### [Requirement]
Sort through the material below and copy each line with "Parser".

--- Data shown Enclosed Below ---

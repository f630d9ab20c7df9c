//! aquabill-community - Compare charged and calculated bills across a neighbourhood.
//!
//! # Usage
//!
//! ```bash
//! aquabill-community neighbourhood.json
//! aquabill-community neighbourhood.json --format json
//! ```
//!
//! The input file is a JSON array of entries:
//!
//! ```json
//! [
//!   { "name": "Casa 4", "charged_value": "210.40", "technical_value": "180.00", "consumption": "22" }
//! ]
//! ```

use anyhow::{Context, Result};
use aquabill_core::{community_stats, CommunityEntry, CommunityStats};
use clap::Parser;
use serde::Serialize;
use std::fs;
use std::io::{self, Write};
use std::path::{Path, PathBuf};
use std::process::ExitCode;
use tracing::debug;

use super::{init_logging, OutputFormat};
use crate::report;

/// Aggregate charged and calculated bills of several residences.
#[derive(Parser, Debug)]
#[command(name = "aquabill-community")]
#[command(author, version, about, long_about = None)]
pub struct Args {
    /// JSON file with the neighbourhood entries
    #[arg(value_name = "INPUT")]
    pub input: PathBuf,

    /// Output format (text or json)
    #[arg(long, short = 'f', value_enum, default_value = "text")]
    pub format: OutputFormat,

    /// Show verbose output
    #[arg(short, long)]
    pub verbose: bool,
}

#[derive(Serialize)]
struct CommunityReport<'a> {
    entries: &'a [CommunityEntry],
    stats: Option<CommunityStats>,
}

/// Read and parse a neighbourhood file.
pub fn read_entries(path: &Path) -> Result<Vec<CommunityEntry>> {
    let content =
        fs::read_to_string(path).with_context(|| format!("failed to read {}", path.display()))?;
    serde_json::from_str(&content).with_context(|| format!("failed to parse {}", path.display()))
}

/// Main entry point for the community command.
pub fn main() -> ExitCode {
    let args = Args::parse();
    init_logging(args.verbose);

    let mut stdout = io::stdout().lock();
    match run_with_writer(&args, &mut stdout) {
        Ok(()) => ExitCode::SUCCESS,
        Err(e) => {
            eprintln!("error: {e:#}");
            ExitCode::from(2)
        }
    }
}

/// Run the command, writing results to `writer`.
pub fn run_with_writer<W: Write>(args: &Args, writer: &mut W) -> Result<()> {
    let entries = read_entries(&args.input)?;
    let stats = community_stats(&entries);
    debug!(entries = entries.len(), "aggregated neighbourhood");

    match args.format {
        OutputFormat::Text => report::write_community(&entries, stats.as_ref(), writer)?,
        OutputFormat::Json => {
            let community = CommunityReport {
                entries: &entries,
                stats,
            };
            serde_json::to_writer_pretty(&mut *writer, &community)?;
            writeln!(writer)?;
        }
    }

    Ok(())
}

--- End of Enclosed Data shown ---

### [Solution to this task]
use clap::Parser;
#[derive(Parser, Debug)]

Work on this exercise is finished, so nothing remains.